* INPUT FOR THIS TASK
○ ○ ○
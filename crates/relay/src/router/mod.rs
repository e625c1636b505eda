//! Routing rules and the smart router.
//!
//! Rules are configured data: evaluated in ascending priority order at
//! dispatch time, never mutated. A rule matches when every configured
//! predicate fragment holds (fragments are ANDed). `FirstMatch` rules end
//! evaluation; `Accumulate` rules contribute their channels and let
//! evaluation continue.

mod builder;

pub use builder::RoutingRuleBuilder;

use std::collections::BTreeSet;

use chrono::Timelike;
use serde::{Deserialize, Serialize};
use tracing::debug;

use crate::request::{NotificationRequest, Severity};

/// What a matching rule does to the remaining evaluation.
#[derive(Debug, Clone, Copy, PartialEq, Eq, Serialize, Deserialize)]
#[serde(rename_all = "kebab-case")]
pub enum RouteMode {
    /// Stop at this rule; the decision holds only its channels.
    FirstMatch,
    /// Contribute channels and keep evaluating lower-priority rules.
    Accumulate,
}

/// Predicate fragments of a routing rule, combined with logical AND.
/// An empty fragment set matches every request.
#[derive(Debug, Clone, Default, Serialize, Deserialize)]
pub struct RulePredicate {
    /// Minimum severity (inclusive).
    #[serde(default)]
    pub min_severity: Option<Severity>,
    /// Request must carry at least one of these tags.
    #[serde(default)]
    pub tags: BTreeSet<String>,
    /// Request recipient must be one of these.
    #[serde(default)]
    pub recipients: BTreeSet<String>,
    /// Request creation hour (UTC) must fall in `[start, end)`;
    /// `start > end` wraps past midnight.
    #[serde(default)]
    pub hours_utc: Option<(u8, u8)>,
}

impl RulePredicate {
    /// Whether every configured fragment holds for the request.
    pub fn matches(&self, request: &NotificationRequest) -> bool {
        if let Some(min) = self.min_severity {
            if request.severity < min {
                return false;
            }
        }

        if !self.tags.is_empty() && self.tags.is_disjoint(&request.tags) {
            return false;
        }

        if !self.recipients.is_empty() && !self.recipients.contains(&request.recipient) {
            return false;
        }

        if let Some((start, end)) = self.hours_utc {
            let hour = request.created_at.hour() as u8;
            let in_range = if start <= end {
                hour >= start && hour < end
            } else {
                hour >= start || hour < end
            };
            if !in_range {
                return false;
            }
        }

        true
    }
}

/// A configured predicate-to-channels mapping.
#[derive(Debug, Clone, Serialize, Deserialize)]
pub struct RoutingRule {
    pub id: String,
    /// Lower sorts first.
    pub priority: u32,
    pub predicate: RulePredicate,
    /// Channels this rule routes to, in order.
    pub channels: Vec<String>,
    pub mode: RouteMode,
}

/// One planned channel send, with the rule that put it in the plan.
#[derive(Debug, Clone, PartialEq, Eq, Serialize, Deserialize)]
pub struct PlannedSend {
    pub channel: String,
    pub rule_id: String,
}

/// The channel plan for one request. An empty plan is a valid,
/// reportable outcome, not an error.
#[derive(Debug, Clone, Default, PartialEq, Eq, Serialize, Deserialize)]
pub struct RouteDecision {
    pub planned: Vec<PlannedSend>,
}

impl RouteDecision {
    pub fn is_empty(&self) -> bool {
        self.planned.is_empty()
    }
}

/// Evaluates routing rules against incoming requests.
pub struct SmartRouter {
    /// Rules sorted by ascending priority at construction.
    rules: Vec<RoutingRule>,
}

impl SmartRouter {
    pub fn new(mut rules: Vec<RoutingRule>) -> Self {
        rules.sort_by_key(|rule| rule.priority);
        Self { rules }
    }

    /// Produce the channel plan for a request.
    ///
    /// Channels are deduplicated preserving first-seen order, so when two
    /// matching rules name the same channel the earliest (highest
    /// priority) rule keeps the association.
    pub fn route(&self, request: &NotificationRequest) -> RouteDecision {
        let mut planned: Vec<PlannedSend> = Vec::new();
        let mut seen: BTreeSet<&str> = BTreeSet::new();

        for rule in &self.rules {
            if !rule.predicate.matches(request) {
                continue;
            }

            debug!(rule = %rule.id, request = %request.id, "routing rule matched");
            for channel in &rule.channels {
                if seen.insert(channel.as_str()) {
                    planned.push(PlannedSend {
                        channel: channel.clone(),
                        rule_id: rule.id.clone(),
                    });
                }
            }

            if rule.mode == RouteMode::FirstMatch {
                break;
            }
        }

        RouteDecision { planned }
    }

    pub fn rule_count(&self) -> usize {
        self.rules.len()
    }
}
○ ○ ○
Scan the records above for the word "must" and return every line where it occurs.

* ANSWER BOX
    /// Request must carry at least one of these tags.
    /// Request recipient must be one of these.
    /// Request creation hour (UTC) must fall in `[start, end)`;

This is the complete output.